- AIM OF THE TASK: Among the entries that follow, find every line with the word "resolved" and list it.

- Source records:
//! Request descriptor for a single ClickHouse HTTP call

use crate::Settings;
use chnode_core::DEFAULT_TIMEOUT_MS;
use indexmap::IndexMap;
use std::time::Duration;

/// Everything needed to issue one POST to ClickHouse
///
/// When `query_in_url` is set, `sql` travels in the `query` URL parameter
/// and the POST body carries only `body` (e.g. NDJSON rows). Otherwise the
/// SQL itself is the POST body.
#[derive(Debug, Clone)]
pub struct RequestOptions {
    pub sql: String,
    /// Overrides the credentials' default database
    pub database_override: Option<String>,
    /// Sent as `default_format`
    pub format: Option<String>,
    pub compress: bool,
    pub settings: Settings,
    pub timeout_ms: u64,
    pub wait_end_of_query: bool,
    pub query_in_url: bool,
    pub body: Option<Vec<u8>>,
    /// Applied over the default headers
    pub request_headers: IndexMap<String, String>,
    pub gzip_request: bool,
}

impl RequestOptions {
    /// Create a request sending `sql` as the POST body with default options
    pub fn new(sql: impl Into<String>) -> Self {
        Self {
            sql: sql.into(),
            database_override: None,
            format: None,
            compress: true,
            settings: Settings::new(),
            timeout_ms: DEFAULT_TIMEOUT_MS,
            wait_end_of_query: false,
            query_in_url: false,
            body: None,
            request_headers: IndexMap::new(),
            gzip_request: false,
        }
    }

    pub fn database(mut self, database: Option<impl Into<String>>) -> Self {
        self.database_override = database.map(Into::into);
        self
    }

    pub fn format(mut self, format: impl Into<String>) -> Self {
        self.format = Some(format.into());
        self
    }

    pub fn compress(mut self, compress: bool) -> Self {
        self.compress = compress;
        self
    }

    pub fn setting(
        mut self,
        key: impl Into<String>,
        value: impl Into<crate::SettingValue>,
    ) -> Self {
        self.settings.insert(key.into(), value.into());
        self
    }

    pub fn settings(mut self, settings: Settings) -> Self {
        self.settings.extend(settings);
        self
    }

    pub fn timeout_ms(mut self, timeout_ms: u64) -> Self {
        self.timeout_ms = timeout_ms;
        self
    }

    pub fn wait_end_of_query(mut self, wait: bool) -> Self {
        self.wait_end_of_query = wait;
        self
    }

    /// Move the SQL into the URL and send `body` as the payload
    pub fn with_payload(mut self, body: impl Into<Vec<u8>>) -> Self {
        self.query_in_url = true;
        self.body = Some(body.into());
        self
    }

    pub fn query_in_url(mut self, query_in_url: bool) -> Self {
        self.query_in_url = query_in_url;
        self
    }

    pub fn header(mut self, name: impl Into<String>, value: impl Into<String>) -> Self {
        self.request_headers.insert(name.into(), value.into());
        self
    }

    pub fn gzip_request(mut self, gzip: bool) -> Self {
        self.gzip_request = gzip;
        self
    }

    pub fn timeout(&self) -> Duration {
        Duration::from_millis(self.timeout_ms)
    }

    /// Bytes sent as the POST body before optional compression
    pub fn payload(&self) -> Vec<u8> {
        match &self.body {
            Some(body) => body.clone(),
            None if self.query_in_url => Vec::new(),
            None => self.sql.as_bytes().to_vec(),
        }
    }
}
//! Node parameters as resolved by the host

use crate::ExecutionContext;
use chnode_core::{ChNodeError, JsonObject, NodeDefaults, Result, is_truthy};
use serde::{Deserialize, Deserializer};
use serde_json::Value;

/// Every parameter the node reads
pub const PARAMETER_NAMES: [&str; 19] = [
    "resource",
    "operation",
    "databaseOverride",
    "timeoutMs",
    "compress",
    "query",
    "command",
    "limit",
    "paginate",
    "outputMode",
    "table",
    "columnsCsv",
    "columnsUi",
    "batchSize",
    "ignoreUnknownFields",
    "gzipRequest",
    "jsonArrayField",
    "metadataDatabase",
    "metadataTable",
];

/// How query rows are emitted
#[derive(Debug, Clone, Copy, PartialEq, Eq, Default, Deserialize)]
#[serde(rename_all = "camelCase")]
pub enum OutputMode {
    /// One `{rows, meta, statistics, summary}` record per item
    #[default]
    Single,
    /// One record per returned row
    PerRow,
}

/// Parameter values for one item
///
/// Numbers and flags are accepted loosely, the way the host hands them
/// over; unset tunables stay `None` and resolve against [`NodeDefaults`].
#[derive(Debug, Clone, PartialEq, Deserialize)]
#[serde(rename_all = "camelCase", default)]
pub struct NodeParameters {
    pub resource: String,
    pub operation: String,
    #[serde(deserialize_with = "trimmed")]
    pub database_override: Option<String>,
    /// Zero means unset
    #[serde(deserialize_with = "positive_u64")]
    pub timeout_ms: Option<u64>,
    #[serde(deserialize_with = "truthy")]
    pub compress: Option<bool>,
    pub query: String,
    pub command: String,
    #[serde(deserialize_with = "floored_i64")]
    pub limit: Option<i64>,
    #[serde(deserialize_with = "truthy")]
    pub paginate: Option<bool>,
    #[serde(deserialize_with = "output_mode")]
    pub output_mode: OutputMode,
    pub table: String,
    pub columns_csv: Option<String>,
    pub columns_ui: Option<Value>,
    #[serde(deserialize_with = "floored_i64")]
    pub batch_size: Option<i64>,
    #[serde(deserialize_with = "truthy")]
    pub ignore_unknown_fields: Option<bool>,
    #[serde(deserialize_with = "truthy")]
    pub gzip_request: Option<bool>,
    pub json_array_field: String,
    #[serde(deserialize_with = "trimmed")]
    pub metadata_database: Option<String>,
    #[serde(deserialize_with = "trimmed")]
    pub metadata_table: Option<String>,
}

impl Default for NodeParameters {
    fn default() -> Self {
        Self {
            resource: "query".to_string(),
            operation: "executeQuery".to_string(),
            database_override: None,
            timeout_ms: None,
            compress: None,
            query: String::new(),
            command: String::new(),
            limit: None,
            paginate: None,
            output_mode: OutputMode::default(),
            table: String::new(),
            columns_csv: None,
            columns_ui: None,
            batch_size: None,
            ignore_unknown_fields: None,
            gzip_request: None,
            json_array_field: String::new(),
            metadata_database: None,
            metadata_table: None,
        }
    }
}

impl NodeParameters {
    /// Read every known parameter for `item_index` from the host
    pub fn read(ctx: &dyn ExecutionContext, item_index: usize) -> Result<Self> {
        let mut values = JsonObject::new();
        for name in PARAMETER_NAMES {
            if let Some(value) = ctx.parameter(name, item_index).filter(|v| !v.is_null()) {
                values.insert(name.to_string(), value);
            }
        }
        Self::from_object(values)
    }

    pub fn from_object(values: JsonObject) -> Result<Self> {
        serde_json::from_value(Value::Object(values))
            .map_err(|e| ChNodeError::configuration(format!("Invalid node parameters: {}", e)))
    }

    pub fn timeout_ms(&self, defaults: &NodeDefaults) -> u64 {
        self.timeout_ms.unwrap_or(defaults.timeout_ms)
    }

    pub fn compress(&self, defaults: &NodeDefaults) -> bool {
        self.compress.unwrap_or(defaults.compress)
    }

    pub fn limit(&self, defaults: &NodeDefaults) -> i64 {
        self.limit.unwrap_or(defaults.limit)
    }

    pub fn batch_size(&self, defaults: &NodeDefaults) -> i64 {
        self.batch_size.unwrap_or(defaults.batch_size)
    }

    /// `metadataDatabase`, then `databaseOverride`
    pub fn metadata_database_override(&self) -> Option<&str> {
        self.metadata_database
            .as_deref()
            .or(self.database_override.as_deref())
    }
}

fn trimmed<'de, D>(deserializer: D) -> std::result::Result<Option<String>, D::Error>
where
    D: Deserializer<'de>,
{
    let value = Option::<String>::deserialize(deserializer)?;
    Ok(value
        .map(|s| s.trim().to_string())
        .filter(|s| !s.is_empty()))
}

fn truthy<'de, D>(deserializer: D) -> std::result::Result<Option<bool>, D::Error>
where
    D: Deserializer<'de>,
{
    let value = Value::deserialize(deserializer)?;
    Ok((!value.is_null()).then(|| is_truthy(&value)))
}

/// Anything but `perRow` is a single record
fn output_mode<'de, D>(deserializer: D) -> std::result::Result<OutputMode, D::Error>
where
    D: Deserializer<'de>,
{
    let value = Value::deserialize(deserializer)?;
    Ok(match value.as_str() {
        Some("perRow") => OutputMode::PerRow,
        _ => OutputMode::Single,
    })
}

fn number(value: &Value) -> Option<f64> {
    let parsed = match value {
        Value::Number(n) => n.as_f64(),
        Value::String(s) => s.trim().parse::<f64>().ok(),
        _ => None,
    };
    parsed.filter(|n| n.is_finite())
}

fn floored_i64<'de, D>(deserializer: D) -> std::result::Result<Option<i64>, D::Error>
where
    D: Deserializer<'de>,
{
    let value = Value::deserialize(deserializer)?;
    Ok(number(&value).map(|n| n.floor() as i64))
}

fn positive_u64<'de, D>(deserializer: D) -> std::result::Result<Option<u64>, D::Error>
where
    D: Deserializer<'de>,
{
    let value = Value::deserialize(deserializer)?;
    Ok(number(&value)
        .map(f64::floor)
        .filter(|n| *n >= 1.0)
        .map(|n| n as u64))
}

/// A resolved resource/operation pair
#[derive(Debug, Clone, Copy, PartialEq, Eq)]
pub enum Operation {
    ExecuteQuery,
    ExecuteCommand,
    InsertFromItems,
    InsertFromJson,
    ListDatabases,
    ListTables,
    ListColumns,
}

impl Operation {
    pub fn resolve(resource: &str, operation: &str) -> Result<Self> {
        match (resource, operation) {
            ("query", "executeQuery") => Ok(Self::ExecuteQuery),
            ("command", "executeCommand") => Ok(Self::ExecuteCommand),
            ("insert", "insertFromItems") => Ok(Self::InsertFromItems),
            ("insert", "insertFromJson") => Ok(Self::InsertFromJson),
            ("metadata", "listDatabases") => Ok(Self::ListDatabases),
            ("metadata", "listTables") => Ok(Self::ListTables),
            ("metadata", "listColumns") => Ok(Self::ListColumns),
            ("query" | "command" | "insert" | "metadata", _) => Err(ChNodeError::configuration(
                format!("Unsupported operation \"{}\" for resource \"{}\"", operation, resource),
            )),
            _ => Err(ChNodeError::configuration(format!(
                "Unsupported resource \"{}\"",
                resource
            ))),
        }
    }

    /// Insert and metadata run once for the whole input, reading item 0
    pub fn is_resource_level(&self) -> bool {
        matches!(
            self,
            Self::InsertFromItems
                | Self::InsertFromJson
                | Self::ListDatabases
                | Self::ListTables
                | Self::ListColumns
        )
    }
}

#[cfg(test)]
mod tests;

- ANSWER SECTION:
//! Node parameters as resolved by the host
/// A resolved resource/operation pair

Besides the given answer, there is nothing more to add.